#### WHAT THE TASK ASKS:
In the records, find every line with the word "waiter" and copy it out.

(Items from a data source)
● ● ●

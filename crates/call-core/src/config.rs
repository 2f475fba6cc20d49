//! Call session configuration
//!
//! [`CallConfig`] deserializes from any serde format and every field has a
//! default, so partial documents are accepted:
//!
//! ```rust
//! use telecare_call_core::{CallConfig, AcquisitionTier};
//!
//! let config: CallConfig = serde_json::from_str(r#"{
//!     "acquisition_tiers": ["microphone_only"],
//!     "local_preview": "local-video"
//! }"#).unwrap();
//!
//! assert_eq!(config.acquisition_tiers, vec![AcquisitionTier::MicrophoneOnly]);
//! assert_eq!(config.event_buffer, 256);
//! ```

use std::time::Duration;

use serde::{Deserialize, Serialize};

use crate::media::AcquisitionTier;
use crate::rtc::{RtcClientConfig, SurfaceId};

/// Configuration for one call session
#[derive(Debug, Clone, PartialEq, Eq, Serialize, Deserialize)]
#[serde(default)]
pub struct CallConfig {
    /// Passed to the provider when the client is created
    pub client: RtcClientConfig,

    /// Ordered fallback chain; receive-only is always appended
    pub acquisition_tiers: Vec<AcquisitionTier>,

    /// Surface that mirrors the local camera, if the UI has one
    pub local_preview: Option<SurfaceId>,

    /// Capacity of the session event broadcast channel
    pub event_buffer: usize,

    /// Upper bound for one best-effort lifecycle report, in milliseconds
    pub report_timeout_ms: u64,
}

impl Default for CallConfig {
    fn default() -> Self {
        Self {
            client: RtcClientConfig::default(),
            acquisition_tiers: vec![
                AcquisitionTier::CameraAndMicrophone,
                AcquisitionTier::MicrophoneOnly,
            ],
            local_preview: None,
            event_buffer: 256,
            report_timeout_ms: 10_000,
        }
    }
}

impl CallConfig {
    pub fn new() -> Self {
        Self::default()
    }

    pub fn with_client(mut self, client: RtcClientConfig) -> Self {
        self.client = client;
        self
    }

    pub fn with_acquisition_tiers(mut self, tiers: Vec<AcquisitionTier>) -> Self {
        self.acquisition_tiers = tiers;
        self
    }

    /// Join without ever touching the camera
    pub fn audio_only(self) -> Self {
        self.with_acquisition_tiers(vec![AcquisitionTier::MicrophoneOnly])
    }

    pub fn with_local_preview(mut self, surface: impl Into<SurfaceId>) -> Self {
        self.local_preview = Some(surface.into());
        self
    }

    pub fn with_event_buffer(mut self, capacity: usize) -> Self {
        self.event_buffer = capacity;
        self
    }

    pub fn with_report_timeout(mut self, timeout: Duration) -> Self {
        self.report_timeout_ms = timeout.as_millis() as u64;
        self
    }

    pub fn report_timeout(&self) -> Duration {
        Duration::from_millis(self.report_timeout_ms)
    }

    /// Broadcast capacity, never zero
    pub(crate) fn event_capacity(&self) -> usize {
        self.event_buffer.max(1)
    }
}
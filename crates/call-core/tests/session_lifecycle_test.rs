//! Start / end lifecycle of a call session against recording fakes

mod common;

use std::sync::atomic::Ordering;

use common::*;
use telecare_call_core::{
    AcquisitionTier, CallConfig, CallError, CallRecordId, CallState, ChannelMode, MediaKind,
    PublishTier, RtcClientConfig, RtcError, SessionEvent, SurfaceId, VideoCodec,
};

#[tokio::test]
async fn test_full_hardware_reaches_connected_av() {
    let h = Harness::default();
    let session = h.session();
    let mut states = Vec::new();
    let mut events = session.subscribe();

    let tier = session.start(descriptor()).await.unwrap();

    assert_eq!(tier, PublishTier::AudioVideo);
    assert_eq!(session.state(), CallState::Connected(PublishTier::AudioVideo));
    assert_eq!(h.client.calls(), vec!["join:consult-1:patient-7", "publish:2"]);

    while let Ok(event) = events.try_recv() {
        if let SessionEvent::StateChanged { current, .. } = event {
            states.push(current);
        }
    }
    assert_eq!(
        states,
        vec![CallState::Joining, CallState::Connected(PublishTier::AudioVideo)]
    );
}

#[tokio::test]
async fn test_client_created_with_configured_mode_and_codec() {
    let h = Harness::default();
    let config = CallConfig::new().with_client(RtcClientConfig {
        mode: ChannelMode::Live,
        codec: VideoCodec::H264,
    });
    let session = h.builder().config(config).build();

    session.start(descriptor()).await.unwrap();

    let used = (*h.provider.last_config.lock()).unwrap();
    assert_eq!(used.mode, ChannelMode::Live);
    assert_eq!(used.codec, VideoCodec::H264);
}

#[tokio::test]
async fn test_missing_camera_falls_back_to_audio_only() {
    let h = Harness::new(FakeDevices::new(false, true));
    let session = h.session();
    let mut events = session.subscribe();

    let tier = session.start(descriptor()).await.unwrap();

    assert_eq!(tier, PublishTier::AudioOnly);
    assert_eq!(h.client.count("publish:1"), 1);
    assert_eq!(session.is_video_enabled(), None);
    assert_eq!(session.is_audio_enabled(), Some(true));

    let degraded = std::iter::from_fn(|| events.try_recv().ok())
        .find_map(|event| match event {
            SessionEvent::MediaDegraded { tier, failures, .. } => Some((tier, failures)),
            _ => None,
        })
        .expect("degradation event");
    assert_eq!(degraded.0, PublishTier::AudioOnly);
    assert_eq!(degraded.1[0].tier, AcquisitionTier::CameraAndMicrophone);
}

#[tokio::test]
async fn test_no_devices_joins_receive_only_without_publishing() {
    let h = Harness::new(FakeDevices::new(false, false));
    let session = h.session();

    let tier = session.start(descriptor()).await.unwrap();

    assert_eq!(tier, PublishTier::None);
    assert_eq!(session.state(), CallState::Connected(PublishTier::None));
    assert_eq!(h.client.count("publish"), 0);
    assert_eq!(h.client.count("join"), 1);
    assert!(session.snapshot().is_waiting_for_remote());
}

#[tokio::test]
async fn test_audio_only_config_never_touches_camera() {
    let h = Harness::default();
    let session = h.builder().config(CallConfig::new().audio_only()).build();

    let tier = session.start(descriptor()).await.unwrap();

    assert_eq!(tier, PublishTier::AudioOnly);
    assert_eq!(h.devices.request_count(), 1);
}

#[tokio::test]
async fn test_publish_failure_degrades_to_receive_only() {
    let h = Harness::default();
    h.client.fail_publish();
    let session = h.session();

    let tier = session.start(descriptor()).await.unwrap();

    assert_eq!(tier, PublishTier::None);
    assert_eq!(h.devices.audio.close_count(), 1);
    assert_eq!(h.devices.video.close_count(), 1);
    assert_eq!(session.is_audio_enabled(), None);
}

#[tokio::test]
async fn test_local_preview_mirrors_camera() {
    let h = Harness::default();
    let session = h
        .builder()
        .config(CallConfig::new().with_local_preview("local-preview"))
        .build();

    session.start(descriptor()).await.unwrap();

    assert_eq!(*h.devices.video.played_on.lock(), vec![SurfaceId::from("local-preview")]);
}

#[tokio::test]
async fn test_join_rejection_fails_session() {
    let h = Harness::default();
    h.client.reject_join(RtcError::provider("join", "invalid token"));
    let session = h.session();

    let err = session.start(descriptor()).await.unwrap_err();

    match &err {
        CallError::Join(join) => assert_eq!(join.channel, "consult-1"),
        other => panic!("Expected join error, got {:?}", other),
    }
    assert!(err.is_user_visible());
    assert_eq!(session.state(), CallState::Failed);
    assert_eq!(h.devices.request_count(), 0, "no media acquired after a failed join");
    assert_eq!(h.client.count("publish"), 0);

    // retrying needs a fresh session
    let retry = session.start(descriptor()).await.unwrap_err();
    assert!(matches!(retry, CallError::InvalidState { state: CallState::Failed, .. }));
}

#[tokio::test]
async fn test_duplicate_start_is_rejected() {
    let h = Harness::default();
    let session = h.session();
    session.start(descriptor()).await.unwrap();

    let err = session.start(descriptor()).await.unwrap_err();

    assert!(matches!(err, CallError::InvalidState { operation: "start", .. }));
    assert_eq!(h.client.count("join"), 1);
}

#[tokio::test]
async fn test_end_releases_before_leaving_and_is_idempotent() {
    let h = Harness::default();
    let session = h.session();
    session.start(descriptor()).await.unwrap();

    let report = session.end().await;

    assert!(report.is_clean());
    assert!(report.left);
    assert_eq!(report.released_tracks, 2);
    assert_eq!(session.state(), CallState::Ended);
    assert_eq!(
        h.client.calls(),
        vec!["join:consult-1:patient-7", "publish:2", "unpublish:2", "leave"]
    );
    assert_eq!(h.devices.audio.close_count(), 1);

    let second = session.end().await;
    assert!(!second.left);
    assert_eq!(second.released_tracks, 0);
    assert_eq!(h.client.count("leave"), 1);
    assert_eq!(h.devices.audio.close_count(), 1);
}

#[tokio::test]
async fn test_end_before_start_goes_straight_to_ended() {
    let h = Harness::default();
    let session = h.session();

    session.end().await;

    assert_eq!(session.state(), CallState::Ended);
    assert_eq!(h.provider.created.load(Ordering::SeqCst), 0);
    assert!(session.start(descriptor()).await.is_err());
}

#[tokio::test]
async fn test_leave_failure_still_ends_session() {
    let h = Harness::default();
    h.client.fail_leave();
    let session = h.session();
    let mut events = session.subscribe();
    session.start(descriptor()).await.unwrap();

    let report = session.end().await;

    assert_eq!(report.errors.len(), 1);
    assert!(!report.left);
    assert_eq!(session.state(), CallState::Ended);
    let ended = std::iter::from_fn(|| events.try_recv().ok())
        .find_map(|event| match event {
            SessionEvent::Ended { teardown_errors, .. } => Some(teardown_errors),
            _ => None,
        });
    assert_eq!(ended, Some(1));
}

#[tokio::test]
async fn test_toggles_keep_tracks_published() {
    let h = Harness::default();
    let session = h.session();

    let err = session.set_audio_enabled(false).unwrap_err();
    assert!(matches!(err, CallError::InvalidState { state: CallState::Idle, .. }));

    session.start(descriptor()).await.unwrap();
    let mut events = session.subscribe();

    assert!(session.set_audio_enabled(false).unwrap());
    assert!(session.set_video_enabled(false).unwrap());

    assert_eq!(session.is_audio_enabled(), Some(false));
    assert_eq!(session.is_video_enabled(), Some(false));
    assert!(!h.devices.audio.enabled.load(Ordering::SeqCst));
    assert_eq!(h.client.count("unpublish"), 0);

    let toggled: Vec<_> = std::iter::from_fn(|| events.try_recv().ok())
        .filter_map(|event| match event {
            SessionEvent::LocalTrackToggled { kind, enabled, .. } => Some((kind, enabled)),
            _ => None,
        })
        .collect();
    assert_eq!(toggled, vec![(MediaKind::Audio, false), (MediaKind::Video, false)]);

    assert!(session.set_audio_enabled(true).unwrap());
    assert_eq!(session.snapshot().audio_enabled, Some(true));
}

#[tokio::test]
async fn test_video_toggle_without_camera_is_a_noop() {
    let h = Harness::new(FakeDevices::new(false, true));
    let session = h.session();
    session.start(descriptor()).await.unwrap();

    assert!(!session.set_video_enabled(false).unwrap());
}

#[tokio::test]
async fn test_lifecycle_reports_bracket_the_call() {
    let h = Harness::default();
    let records = FakeRecords::new();
    let session = h
        .builder()
        .lifecycle(records.clone(), CallRecordId::from("vc-1"))
        .build();

    session.start(descriptor()).await.unwrap();
    wait_until(|| records.calls().len() == 1).await;

    let report = session.end().await;

    assert_eq!(report.end_reported, Some(true));
    assert_eq!(records.calls(), vec!["start:vc-1", "end:vc-1"]);
}

#[tokio::test]
async fn test_failed_end_report_does_not_block_teardown() {
    let h = Harness::default();
    let records = FakeRecords::new();
    records.fail.store(true, Ordering::SeqCst);
    let session = h
        .builder()
        .lifecycle(records.clone(), CallRecordId::from("vc-2"))
        .build();

    session.start(descriptor()).await.unwrap();
    let report = session.end().await;

    assert_eq!(report.end_reported, Some(false));
    assert_eq!(session.state(), CallState::Ended);
    assert_eq!(records.calls(), vec!["start:vc-2", "end:vc-2"]);
}

#[tokio::test]
async fn test_no_end_report_without_start() {
    let h = Harness::default();
    h.client.reject_join(RtcError::provider("join", "expired"));
    let records = FakeRecords::new();
    let session = h
        .builder()
        .lifecycle(records.clone(), CallRecordId::from("vc-3"))
        .build();

    assert!(session.start(descriptor()).await.is_err());
    session.end().await;

    assert!(records.calls().is_empty());
}

#[tokio::test]
async fn test_wait_until_terminal_resolves_after_end() {
    let h = Harness::default();
    let session = h.session();
    session.start(descriptor()).await.unwrap();

    let waiter = {
        let session = session.clone();
        tokio::spawn(async move { session.wait_until_terminal().await })
    };
    session.end().await;

    assert_eq!(waiter.await.unwrap(), CallState::Ended);
}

● ● ●

#### SOLUTION FOR THIS PROBLEM:
    let waiter = {
    assert_eq!(waiter.await.unwrap(), CallState::Ended);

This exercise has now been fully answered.